[Saved entries]
- Opening Delimiter -

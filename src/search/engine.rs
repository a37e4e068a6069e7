//! # Pathfinding Engine
//!
//! Owns the grid and answers path queries between world positions.

use super::astar::run_astar;
use super::{Path, Waypoint};
use crate::{EngineConfig, Grid, GridPos, GridseekError, GridseekResult, ObstacleSource, WorldPos};
use log::{debug, info, warn};

/// Grid owner and A* search front end.
///
/// Lifecycle is `new → load_map → (search)* → load_map | drop`. Loading a map
/// takes `&mut self` and searching takes `&self`, so a rebuild can never
/// interleave with a search.
///
/// # Examples
///
/// ```
/// use gridseek::{EngineConfig, GridPos, OpenField, PathfindingEngine, WorldPos};
///
/// let mut engine = PathfindingEngine::new(EngineConfig::default());
/// engine.load_map(&OpenField, 10.0, 10.0).unwrap();
///
/// let path = engine.search(WorldPos::new(-4.5, -4.5), WorldPos::new(-1.5, -4.5)).unwrap();
/// assert_eq!(path.cost(), 30);
/// assert_eq!(path.goal().unwrap().pos, GridPos::new(3, 0));
/// ```
#[derive(Debug, Clone, Default)]
pub struct PathfindingEngine {
    config: EngineConfig,
    grid: Option<Grid>,
}

impl PathfindingEngine {
    /// Creates an engine with no grid loaded.
    pub fn new(config: EngineConfig) -> Self {
        Self { config, grid: None }
    }

    pub fn config(&self) -> &EngineConfig {
        &self.config
    }

    /// The current grid, if a map has been loaded.
    pub fn grid(&self) -> Option<&Grid> {
        self.grid.as_ref()
    }

    /// Returns true once a map has been loaded.
    pub fn is_ready(&self) -> bool {
        self.grid.is_some()
    }

    /// Rebuilds the grid from an obstacle source.
    ///
    /// The previous grid is discarded wholesale. On error the previous grid
    /// stays in place.
    pub fn load_map<S>(&mut self, source: &S, width: f32, height: f32) -> GridseekResult<()>
    where
        S: ObstacleSource + ?Sized,
    {
        let grid = Grid::build(source, width, height, &self.config)?;
        info!(
            "Built {}x{} grid over {}x{} world units at {} ({} blocked cells)",
            grid.size_x(),
            grid.size_y(),
            width,
            height,
            grid.origin(),
            grid.blocked_count()
        );
        self.grid = Some(grid);
        Ok(())
    }

    /// Maps a subject's world position to grid coordinates.
    pub fn world_to_grid(&self, world: WorldPos) -> Option<GridPos> {
        self.grid.as_ref()?.world_to_grid(world)
    }

    /// Finds the cheapest walkable path between two world positions.
    ///
    /// The path starts at the first cell after the start cell and ends at
    /// the goal cell. A waypoint sitting exactly on `start` is dropped; if
    /// that leaves nothing, the goal cell is returned on its own.
    pub fn search(&self, start: WorldPos, end: WorldPos) -> GridseekResult<Path> {
        let grid = self.grid.as_ref().ok_or(GridseekError::GridNotReady)?;
        let start_pos = grid
            .world_to_grid(start)
            .ok_or(GridseekError::StartOutOfBounds(start))?;
        let goal_pos = grid
            .world_to_grid(end)
            .ok_or(GridseekError::GoalOutOfBounds(end))?;

        let run = run_astar(grid, start_pos, goal_pos);
        let route = match run.route {
            Some(route) => route,
            None => {
                debug!(
                    "No path from {} to {} after expanding {} cells",
                    start_pos, goal_pos, run.expanded
                );
                return Err(GridseekError::NoPath {
                    start: start_pos,
                    goal: goal_pos,
                });
            }
        };

        let mut waypoints: Vec<Waypoint> = route
            .cells
            .iter()
            .filter_map(|&pos| grid.cell(pos))
            .map(Waypoint::from)
            .filter(|waypoint| waypoint.world != start)
            .collect();
        if waypoints.is_empty() {
            if let Some(goal) = grid.cell(goal_pos) {
                waypoints.push(Waypoint::from(goal));
            }
        }

        debug!(
            "Path from {} to {}: {} waypoints, cost {}, {} cells expanded",
            start_pos,
            goal_pos,
            waypoints.len(),
            route.cost,
            run.expanded
        );
        Ok(Path::new(waypoints, route.cost))
    }

    /// Fail-soft path query for per-frame callers.
    ///
    /// Returns an empty list when no map is loaded, the goal is outside the
    /// grid, or no path exists. When the start is outside the grid the list
    /// holds only the cell the world origin maps to; treat that as a marker,
    /// not a route. Use [`PathfindingEngine::search`] to tell these apart.
    pub fn find_path(&self, start: WorldPos, end: WorldPos) -> Vec<Waypoint> {
        match self.search(start, end) {
            Ok(path) => path.into_waypoints(),
            Err(GridseekError::StartOutOfBounds(pos)) => {
                warn!("Start position {} is outside the grid", pos);
                self.origin_marker().into_iter().collect()
            }
            Err(err) => {
                debug!("{}", err);
                Vec::new()
            }
        }
    }

    fn origin_marker(&self) -> Option<Waypoint> {
        self.grid
            .as_ref()?
            .cell_at_world(WorldPos::ZERO)
            .map(Waypoint::from)
    }
}

#[cfg(test)]
mod tests {
    use super::*;
    use crate::{FnObstacles, OpenField};

    fn engine_with(source: &dyn ObstacleSource, size: f32) -> PathfindingEngine {
        let mut engine = PathfindingEngine::new(EngineConfig::default());
        engine.load_map(source, size, size).unwrap();
        engine
    }

    fn world_of(engine: &PathfindingEngine, x: i32, y: i32) -> WorldPos {
        engine
            .grid()
            .unwrap()
            .cell(GridPos::new(x, y))
            .unwrap()
            .world()
    }

    #[test]
    fn test_not_ready() {
        let engine = PathfindingEngine::new(EngineConfig::default());
        assert!(!engine.is_ready());
        assert!(matches!(
            engine.search(WorldPos::ZERO, WorldPos::ZERO),
            Err(GridseekError::GridNotReady)
        ));
        assert!(engine.find_path(WorldPos::ZERO, WorldPos::ZERO).is_empty());
        assert_eq!(engine.world_to_grid(WorldPos::ZERO), None);
    }

    #[test]
    fn test_straight_path() {
        let engine = engine_with(&OpenField, 10.0);
        let path = engine
            .search(world_of(&engine, 0, 0), world_of(&engine, 3, 0))
            .unwrap();
        let cells: Vec<GridPos> = path.iter().map(|w| w.pos).collect();
        assert_eq!(
            cells,
            vec![GridPos::new(1, 0), GridPos::new(2, 0), GridPos::new(3, 0)]
        );
        assert_eq!(path.cost(), 30);
    }

    #[test]
    fn test_start_equals_goal() {
        let engine = engine_with(&OpenField, 10.0);
        let here = world_of(&engine, 4, 4);
        let path = engine.search(here, here).unwrap();
        assert_eq!(path.len(), 1);
        assert_eq!(path.goal().unwrap().pos, GridPos::new(4, 4));
        assert_eq!(path.cost(), 0);
    }

    #[test]
    fn test_goal_out_of_bounds() {
        let engine = engine_with(&OpenField, 10.0);
        let far = WorldPos::new(100.0, 100.0);
        assert!(matches!(
            engine.search(WorldPos::ZERO, far),
            Err(GridseekError::GoalOutOfBounds(_))
        ));
        assert!(engine.find_path(WorldPos::ZERO, far).is_empty());
    }

    #[test]
    fn test_start_out_of_bounds_marker() {
        let engine = engine_with(&OpenField, 10.0);
        let far = WorldPos::new(-100.0, 0.0);
        assert!(matches!(
            engine.search(far, WorldPos::ZERO),
            Err(GridseekError::StartOutOfBounds(_))
        ));

        let marker = engine.find_path(far, WorldPos::ZERO);
        assert_eq!(marker.len(), 1);
        assert_eq!(Some(marker[0].pos), engine.world_to_grid(WorldPos::ZERO));
    }

    #[test]
    fn test_start_out_of_bounds_marker_outside_grid() {
        // A grid far away from the origin has no cell for the marker.
        struct FarAway;
        impl ObstacleSource for FarAway {
            fn has_obstacle_at(&self, _pos: WorldPos) -> bool {
                false
            }
            fn anchor(&self) -> WorldPos {
                WorldPos::new(500.0, 500.0)
            }
        }

        let engine = engine_with(&FarAway, 10.0);
        assert!(engine
            .find_path(WorldPos::ZERO, WorldPos::new(500.0, 500.0))
            .is_empty());
    }

    #[test]
    fn test_no_path() {
        let walls = FnObstacles(|pos: WorldPos| pos.x == -2.5);
        let engine = engine_with(&walls, 10.0);
        let start = world_of(&engine, 0, 0);
        let goal = world_of(&engine, 5, 0);
        assert!(matches!(
            engine.search(start, goal),
            Err(GridseekError::NoPath { .. })
        ));
        assert!(engine.find_path(start, goal).is_empty());
    }

    #[test]
    fn test_failed_reload_keeps_grid() {
        let mut engine = engine_with(&OpenField, 10.0);
        assert!(engine.load_map(&OpenField, -1.0, 10.0).is_err());
        assert_eq!(engine.grid().unwrap().size_x(), 10);
    }

    #[test]
    fn test_unusable_cell_counts_keep_grid() {
        let mut engine = engine_with(&OpenField, 10.0);
        assert!(matches!(
            engine.load_map(&OpenField, 1.0e30, 1.0e30),
            Err(GridseekError::InvalidMap(_))
        ));
        assert!(matches!(
            engine.load_map(&OpenField, 0.4, 0.4),
            Err(GridseekError::InvalidMap(_))
        ));

        let grid = engine.grid().unwrap();
        assert_eq!((grid.size_x(), grid.size_y()), (10, 10));
        assert_eq!(engine.find_path(WorldPos::ZERO, WorldPos::ZERO).len(), 1);
    }

    #[test]
    fn test_unusable_first_map_leaves_engine_unready() {
        let mut engine = PathfindingEngine::new(EngineConfig::default());
        assert!(engine.load_map(&OpenField, 0.4, 0.4).is_err());
        assert!(!engine.is_ready());
    }

    #[test]
    fn test_reload_replaces_grid() {
        let mut engine = engine_with(&OpenField, 10.0);
        let start = world_of(&engine, 0, 0);
        let goal = world_of(&engine, 5, 0);
        assert!(engine.search(start, goal).is_ok());

        let walls = FnObstacles(|pos: WorldPos| pos.x == -2.5);
        engine.load_map(&walls, 10.0, 10.0).unwrap();
        assert!(engine.search(start, goal).is_err());
    }
}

- Closing Delimiter -

[Exercise]:
Note every line above where the string "super" shows up, and copy those lines.

[Reply to the task]:
use super::astar::run_astar;
use super::{Path, Waypoint};
    use super::*;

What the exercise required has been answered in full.